### ABOUT THIS TASK
Using the listing below, copy exactly the lines from the one containing "and chunk types" to the one containing "#[derive(Debug, Clone, PartialEq, Eq)]", both lines included, and no others.

---------- INFORMATION SHOWN ----------

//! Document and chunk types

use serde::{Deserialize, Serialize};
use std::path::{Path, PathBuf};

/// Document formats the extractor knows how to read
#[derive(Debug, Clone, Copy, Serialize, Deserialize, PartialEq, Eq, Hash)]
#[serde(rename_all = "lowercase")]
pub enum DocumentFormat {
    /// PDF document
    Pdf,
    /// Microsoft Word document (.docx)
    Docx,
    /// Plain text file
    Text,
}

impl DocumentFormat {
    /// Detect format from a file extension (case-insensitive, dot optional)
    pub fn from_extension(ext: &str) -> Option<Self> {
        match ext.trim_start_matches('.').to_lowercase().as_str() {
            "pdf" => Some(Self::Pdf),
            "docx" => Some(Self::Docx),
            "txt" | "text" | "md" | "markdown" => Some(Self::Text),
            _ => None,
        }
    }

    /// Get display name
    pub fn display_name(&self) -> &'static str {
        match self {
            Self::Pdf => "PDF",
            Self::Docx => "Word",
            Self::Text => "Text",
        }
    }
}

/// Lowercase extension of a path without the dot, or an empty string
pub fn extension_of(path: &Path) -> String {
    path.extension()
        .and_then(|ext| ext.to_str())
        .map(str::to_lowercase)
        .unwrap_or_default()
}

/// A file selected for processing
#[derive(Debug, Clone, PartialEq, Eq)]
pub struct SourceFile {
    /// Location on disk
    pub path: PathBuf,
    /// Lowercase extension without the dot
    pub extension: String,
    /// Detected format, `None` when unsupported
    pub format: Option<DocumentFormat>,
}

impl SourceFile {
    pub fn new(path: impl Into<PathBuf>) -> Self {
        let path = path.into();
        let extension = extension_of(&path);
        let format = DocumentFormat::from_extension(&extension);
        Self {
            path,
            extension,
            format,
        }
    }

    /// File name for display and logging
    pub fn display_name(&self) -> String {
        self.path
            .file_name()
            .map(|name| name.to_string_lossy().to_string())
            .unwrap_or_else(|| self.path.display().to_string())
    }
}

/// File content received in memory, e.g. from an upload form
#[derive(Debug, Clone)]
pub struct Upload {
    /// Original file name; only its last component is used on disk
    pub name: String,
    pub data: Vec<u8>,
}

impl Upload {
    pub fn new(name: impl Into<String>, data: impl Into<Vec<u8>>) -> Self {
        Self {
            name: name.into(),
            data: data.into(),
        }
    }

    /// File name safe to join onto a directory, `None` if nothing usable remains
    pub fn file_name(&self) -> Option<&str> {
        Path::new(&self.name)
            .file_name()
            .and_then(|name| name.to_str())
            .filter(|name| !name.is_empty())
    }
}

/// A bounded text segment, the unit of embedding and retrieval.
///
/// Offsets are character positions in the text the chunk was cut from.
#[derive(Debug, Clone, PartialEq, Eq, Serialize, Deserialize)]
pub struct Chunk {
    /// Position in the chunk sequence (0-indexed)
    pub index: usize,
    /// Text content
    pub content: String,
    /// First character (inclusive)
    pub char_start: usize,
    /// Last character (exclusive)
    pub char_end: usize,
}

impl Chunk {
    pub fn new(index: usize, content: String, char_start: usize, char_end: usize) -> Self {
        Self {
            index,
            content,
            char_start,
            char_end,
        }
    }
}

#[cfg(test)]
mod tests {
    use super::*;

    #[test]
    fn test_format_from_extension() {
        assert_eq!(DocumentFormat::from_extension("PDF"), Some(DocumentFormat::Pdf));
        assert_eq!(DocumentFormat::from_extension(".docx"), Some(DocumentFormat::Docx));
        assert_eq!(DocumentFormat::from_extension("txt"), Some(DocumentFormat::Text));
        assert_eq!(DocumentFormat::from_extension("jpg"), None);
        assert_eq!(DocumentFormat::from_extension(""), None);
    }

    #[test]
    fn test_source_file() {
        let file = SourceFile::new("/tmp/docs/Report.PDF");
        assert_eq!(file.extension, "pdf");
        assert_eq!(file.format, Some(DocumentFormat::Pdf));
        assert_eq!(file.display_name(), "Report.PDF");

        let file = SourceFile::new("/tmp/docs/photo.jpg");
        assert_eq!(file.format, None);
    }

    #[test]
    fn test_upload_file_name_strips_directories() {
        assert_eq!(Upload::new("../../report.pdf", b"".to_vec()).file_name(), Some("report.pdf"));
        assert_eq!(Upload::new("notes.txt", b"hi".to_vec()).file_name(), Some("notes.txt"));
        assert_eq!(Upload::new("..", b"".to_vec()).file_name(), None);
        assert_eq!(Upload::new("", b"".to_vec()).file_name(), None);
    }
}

----------
---------- INFORMATION SHOWN ----------

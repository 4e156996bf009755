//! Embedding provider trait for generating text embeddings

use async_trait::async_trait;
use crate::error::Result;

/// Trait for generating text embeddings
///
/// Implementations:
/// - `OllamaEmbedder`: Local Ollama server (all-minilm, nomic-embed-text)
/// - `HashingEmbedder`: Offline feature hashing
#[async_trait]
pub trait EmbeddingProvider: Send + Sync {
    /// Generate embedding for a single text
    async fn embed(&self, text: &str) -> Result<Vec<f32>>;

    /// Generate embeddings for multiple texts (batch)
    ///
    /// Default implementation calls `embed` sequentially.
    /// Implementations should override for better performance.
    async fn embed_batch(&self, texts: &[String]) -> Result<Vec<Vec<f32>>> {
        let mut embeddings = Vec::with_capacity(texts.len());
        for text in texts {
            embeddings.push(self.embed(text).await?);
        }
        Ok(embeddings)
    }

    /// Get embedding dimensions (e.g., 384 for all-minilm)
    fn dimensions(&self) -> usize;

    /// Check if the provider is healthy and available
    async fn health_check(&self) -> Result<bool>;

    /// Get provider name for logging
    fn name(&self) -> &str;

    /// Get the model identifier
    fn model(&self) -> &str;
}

----------

### SOLUTION TO THIS EXERCISE
//! Document and chunk types

use serde::{Deserialize, Serialize};
use std::path::{Path, PathBuf};

/// Document formats the extractor knows how to read
#[derive(Debug, Clone, Copy, Serialize, Deserialize, PartialEq, Eq, Hash)]
#[serde(rename_all = "lowercase")]
pub enum DocumentFormat {
    /// PDF document
    Pdf,
    /// Microsoft Word document (.docx)
    Docx,
    /// Plain text file
    Text,
}

impl DocumentFormat {
    /// Detect format from a file extension (case-insensitive, dot optional)
    pub fn from_extension(ext: &str) -> Option<Self> {
        match ext.trim_start_matches('.').to_lowercase().as_str() {
            "pdf" => Some(Self::Pdf),
            "docx" => Some(Self::Docx),
            "txt" | "text" | "md" | "markdown" => Some(Self::Text),
            _ => None,
        }
    }

    /// Get display name
    pub fn display_name(&self) -> &'static str {
        match self {
            Self::Pdf => "PDF",
            Self::Docx => "Word",
            Self::Text => "Text",
        }
    }
}

/// Lowercase extension of a path without the dot, or an empty string
pub fn extension_of(path: &Path) -> String {
    path.extension()
        .and_then(|ext| ext.to_str())
        .map(str::to_lowercase)
        .unwrap_or_default()
}

/// A file selected for processing
#[derive(Debug, Clone, PartialEq, Eq)]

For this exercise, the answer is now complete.